Please register to access this FREE content.
By Dr. Edward Mulholland | Benedictine College Asst. Professor of Classical and Modern Languages
The NFL is having referee problems — and they sound a lot like the problems many consciences are having.
In August, a labor dispute robbed the NFL of the benefit of the officiating experience of the NFL Referees Association. The NFL’s replacement referees have been bumbling calls for three weeks, from walking off 11-yard penalties to slowing the pace of the game down to paint drying.

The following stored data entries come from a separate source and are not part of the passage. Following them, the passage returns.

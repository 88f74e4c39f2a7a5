//! Repository for `orders`, `order_info` and `order_services`.
//!
//! Updates go through [`crate::order_store::PgOrderStore`]; this module
//! covers create, read and delete plus the line-item statements both share.

use std::collections::HashMap;

use autoshop_core::order::{derive_order_status, Completion, ServiceLine};
use autoshop_core::types::DbId;
use sqlx::{PgConnection, PgPool};

use crate::models::order::{
    CreateOrder, Order, OrderDetail, OrderInfo, OrderListItem, OrderServiceItem, OrderSummary,
};

/// Column list for the `orders` table.
const COLUMNS: &str = "id, employee_id, customer_id, vehicle_id, order_description, \
                        estimated_completion_date, active_order, created_at, updated_at";

/// Column list for the `order_info` table.
const INFO_COLUMNS: &str = "order_id, order_total_price, estimated_completion_date, \
                             notes_for_internal_use, notes_for_customer, additional_request, \
                             additional_requests_completed, updated_at";

/// Line items joined with the catalog name.
const SERVICE_ITEM_SELECT: &str = "SELECT os.order_id, os.service_id, cs.name AS service_name, \
                                   os.service_completed \
                                   FROM order_services os \
                                   JOIN common_services cs ON cs.id = os.service_id";

/// Failure modes of [`OrderRepo::create`].
#[derive(Debug, thiserror::Error)]
pub enum OrderCreateError {
    #[error("Service ID {0} does not exist.")]
    UnknownService(DbId),

    #[error(transparent)]
    Database(#[from] sqlx::Error),
}

/// Provides create/read/delete operations for orders.
pub struct OrderRepo;

impl OrderRepo {
    /// Create an order, its info row and its line items in one transaction.
    ///
    /// Every referenced service is checked before anything is written; the
    /// initial `active_order` follows the same completion rule as updates.
    pub async fn create(pool: &PgPool, input: &CreateOrder) -> Result<OrderDetail, OrderCreateError> {
        let mut tx = pool.begin().await?;

        for line in &input.services {
            if !Self::service_exists(&mut tx, line.service_id).await? {
                return Err(OrderCreateError::UnknownService(line.service_id));
            }
        }

        let completed = input
            .additional_requests_completed
            .unwrap_or(Completion::Done);
        let status = derive_order_status(
            &input.services,
            input.additional_request.as_deref(),
            completed,
            None,
        );

        let insert_order = format!(
            "INSERT INTO orders
                (employee_id, customer_id, vehicle_id, order_description,
                 estimated_completion_date, active_order)
             VALUES ($1, $2, $3, COALESCE($4, ''), $5, $6)
             RETURNING {COLUMNS}"
        );
        let order = sqlx::query_as::<_, Order>(&insert_order)
            .bind(input.employee_id)
            .bind(input.customer_id)
            .bind(input.vehicle_id)
            .bind(&input.order_description)
            .bind(input.estimated_completion_date)
            .bind(status.id())
            .fetch_one(&mut *tx)
            .await?;

        let insert_info = format!(
            "INSERT INTO order_info
                (order_id, order_total_price, estimated_completion_date,
                 notes_for_internal_use, notes_for_customer, additional_request,
                 additional_requests_completed)
             VALUES ($1, COALESCE($2, 0), $3, COALESCE($4, ''), COALESCE($5, ''), $6, $7)
             RETURNING {INFO_COLUMNS}"
        );
        let order_info = sqlx::query_as::<_, OrderInfo>(&insert_info)
            .bind(order.id)
            .bind(input.order_total_price)
            .bind(input.estimated_completion_date)
            .bind(&input.notes_for_internal_use)
            .bind(&input.notes_for_customer)
            .bind(&input.additional_request)
            .bind(i16::from(completed))
            .fetch_one(&mut *tx)
            .await?;

        Self::insert_service_lines(&mut tx, order.id, &input.services).await?;
        let services = Self::service_items(&mut tx, order.id).await?;

        tx.commit().await?;
        tracing::info!(order_id = order.id, status = ?status, "Order created");

        Ok(OrderDetail {
            order,
            order_info,
            services,
        })
    }

    /// Find an order with its info row and line items.
    pub async fn find_by_id(pool: &PgPool, id: DbId) -> Result<Option<OrderDetail>, sqlx::Error> {
        let mut conn = pool.acquire().await?;

        let query = format!("SELECT {COLUMNS} FROM orders WHERE id = $1");
        let Some(order) = sqlx::query_as::<_, Order>(&query)
            .bind(id)
            .fetch_optional(&mut *conn)
            .await?
        else {
            return Ok(None);
        };

        let info_query = format!("SELECT {INFO_COLUMNS} FROM order_info WHERE order_id = $1");
        let order_info = sqlx::query_as::<_, OrderInfo>(&info_query)
            .bind(id)
            .fetch_one(&mut *conn)
            .await?;

        let services = Self::service_items(&mut conn, id).await?;

        Ok(Some(OrderDetail {
            order,
            order_info,
            services,
        }))
    }

    /// List all orders, newest first, with customer, vehicle, employee and
    /// line item details.
    pub async fn list(pool: &PgPool) -> Result<Vec<OrderListItem>, sqlx::Error> {
        let summaries = sqlx::query_as::<_, OrderSummary>(
            "SELECT
                o.id AS order_id,
                o.created_at AS order_date,
                o.active_order,
                v.year AS vehicle_year,
                v.make AS vehicle_make,
                v.model AS vehicle_model,
                v.color AS vehicle_color,
                v.mileage AS vehicle_mileage,
                v.serial AS vehicle_serial,
                v.tag AS vehicle_tag,
                c.first_name || ' ' || c.last_name AS customer_name,
                c.email AS customer_email,
                c.phone_number AS customer_phone_number,
                e.first_name || ' ' || e.last_name AS employee_name,
                oi.order_total_price,
                oi.estimated_completion_date,
                oi.additional_request,
                oi.additional_requests_completed
             FROM orders o
             JOIN vehicles v ON v.id = o.vehicle_id
             JOIN customers c ON c.id = o.customer_id
             JOIN employees e ON e.id = o.employee_id
             JOIN order_info oi ON oi.order_id = o.id
             ORDER BY o.created_at DESC, o.id DESC",
        )
        .fetch_all(pool)
        .await?;

        let ids: Vec<DbId> = summaries.iter().map(|s| s.order_id).collect();
        let query = format!("{SERVICE_ITEM_SELECT} WHERE os.order_id = ANY($1) ORDER BY os.id");
        let items = sqlx::query_as::<_, OrderServiceItem>(&query)
            .bind(&ids)
            .fetch_all(pool)
            .await?;

        let mut by_order: HashMap<DbId, Vec<OrderServiceItem>> = HashMap::new();
        for item in items {
            by_order.entry(item.order_id).or_default().push(item);
        }

        Ok(summaries
            .into_iter()
            .map(|summary| {
                let services = by_order.remove(&summary.order_id).unwrap_or_default();
                OrderListItem { summary, services }
            })
            .collect())
    }

    /// Delete an order with its info row and line items in one transaction.
    ///
    /// Returns `true` if the order existed.
    pub async fn delete(pool: &PgPool, id: DbId) -> Result<bool, sqlx::Error> {
        let mut tx = pool.begin().await?;

        sqlx::query("DELETE FROM order_services WHERE order_id = $1")
            .bind(id)
            .execute(&mut *tx)
            .await?;
        sqlx::query("DELETE FROM order_info WHERE order_id = $1")
            .bind(id)
            .execute(&mut *tx)
            .await?;
        let result = sqlx::query("DELETE FROM orders WHERE id = $1")
            .bind(id)
            .execute(&mut *tx)
            .await?;

        if result.rows_affected() == 0 {
            tx.rollback().await?;
            return Ok(false);
        }

        tx.commit().await?;
        Ok(true)
    }

    // -----------------------------------------------------------------------
    // Line item helpers (shared with the order store)
    // -----------------------------------------------------------------------

    /// Line items of one order in insertion order.
    pub async fn service_items(
        conn: &mut PgConnection,
        order_id: DbId,
    ) -> Result<Vec<OrderServiceItem>, sqlx::Error> {
        let query = format!("{SERVICE_ITEM_SELECT} WHERE os.order_id = $1 ORDER BY os.id");
        sqlx::query_as::<_, OrderServiceItem>(&query)
            .bind(order_id)
            .fetch_all(conn)
            .await
    }

    /// Catalog existence check backed by a count query.
    pub(crate) async fn service_exists(
        conn: &mut PgConnection,
        service_id: DbId,
    ) -> Result<bool, sqlx::Error> {
        let count = sqlx::query_scalar::<_, i64>(
            "SELECT COUNT(*) FROM common_services WHERE id = $1",
        )
        .bind(service_id)
        .fetch_one(conn)
        .await?;
        Ok(count > 0)
    }

    /// Insert all `lines` for an order with a single `UNNEST` statement.
    pub(crate) async fn insert_service_lines(
        conn: &mut PgConnection,
        order_id: DbId,
        lines: &[ServiceLine],
    ) -> Result<(), sqlx::Error> {
        if lines.is_empty() {
            return Ok(());
        }

        let service_ids: Vec<DbId> = lines.iter().map(|l| l.service_id).collect();
        let completed: Vec<i16> = lines.iter().map(|l| l.service_completed.into()).collect();

        sqlx::query(
            "INSERT INTO order_services (order_id, service_id, service_completed) \
             SELECT $1, t.service_id, t.service_completed \
             FROM UNNEST($2::bigint[], $3::smallint[]) WITH ORDINALITY \
                AS t(service_id, service_completed, ord) \
             ORDER BY t.ord",
        )
        .bind(order_id)
        .bind(&service_ids)
        .bind(&completed)
        .execute(conn)
        .await?;
        Ok(())
    }
}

This week, the football world is reeling from the straw that broke the camel’s back. A last minute mini-Hail Mary was hurled into the end zone, and, in veteran sportswriter Joe Posnanski’s account, “Green Bay defensive back M.D. Jennings jumped up with [Seattle receiver] Golden Tate and pulled the ball into his chest. There were numerous replays from numerous angles, but no perfect one. Still every bit of evidence suggested that Jennings caught the ball, pulled it to his chest and fell on top of Tate. Interception. Game over.”
But, in something more like a parody than reality, one referee signaled interception while another signaled touchdown. It was ruled a touchdown. The play was reviewed and the call stood. Then, Posnanski continues, “Planets exploded, Jor-El sent his only son to Earth, Seahawks coach Pete Carroll was way too happy, NFL owners counted and pocketed another week of referee discounts, and Seattle somehow won the game.”
Many commentators today are decrying that play and the whole replacement referee scheme, arguing that it has compromised the integrity of the game.
It occurs to me that this story is a tidy allegory for times when we, like the NFL owners, reject the demands of the true arbiters and outsource our consciences to replacements.
Remember Hermann Goering’s defense of his actions at Nuremberg, when asked why his conscience did not register the evil of his actions? “Adolph Hitler is my conscience.” That has to be the worst replacement ref in history!
When our conscience makes demands on us, we often want to go shopping for a second opinion. Rather than accept the call, we would rather rewrite the rulebook, deem it ok, argue that the end justifies the means. “Sure, God said don’t eat the fruit, but my new serpentine friend here says it will lead to knowledge.” And, once Eve ate, Adam could literally say, “Everyone else is doing it.”
The result for the NFL, and for us, is a compromise of integrity. And just as fans across the country are calling for the NFL to accept the demands of the real refs and bring back the guys who know how to make the right calls, we too have to work hard to form our consciences, in two ways.
The first is to inform our conscience. To know the rules, and not to walk off 5-yards for a 15-yard penalty. To know, for example, what lying is (rather than “He only lied about sex”) what the concrete demands of God’s law are in our lives. This means also forming the virtue of prudence — not to blur the lines, but to know how to apply the general principles to a concrete situation. And it often means getting advice from others to clarify a confusing situation. The more camera angles to review a call, the better.
The second is to form the habit of following our conscience. This is the tough part. Accepting the call and not protesting. This is the forge of true integrity. This is where we cannot ever compromise without compromising who we are, because failing to do so re-routes who we are supposed to be. To blow off our conscience is to decide not to head toward heaven anymore.
Let’s all hope the NFL settles this issue before it loses its audience. Then again, if Sunday was more the Lord’s day and less the NFL’s day, that wouldn’t be awful, either. If we are to do one thing religiously, it should probably be follow our religion.
But let’s above all learn an important lesson: We can’t hire replacements for our conscience. We will lose our integrity, and we run the risk of losing the only prize worth striving for in the long run: not a golden football but a heavenly crown.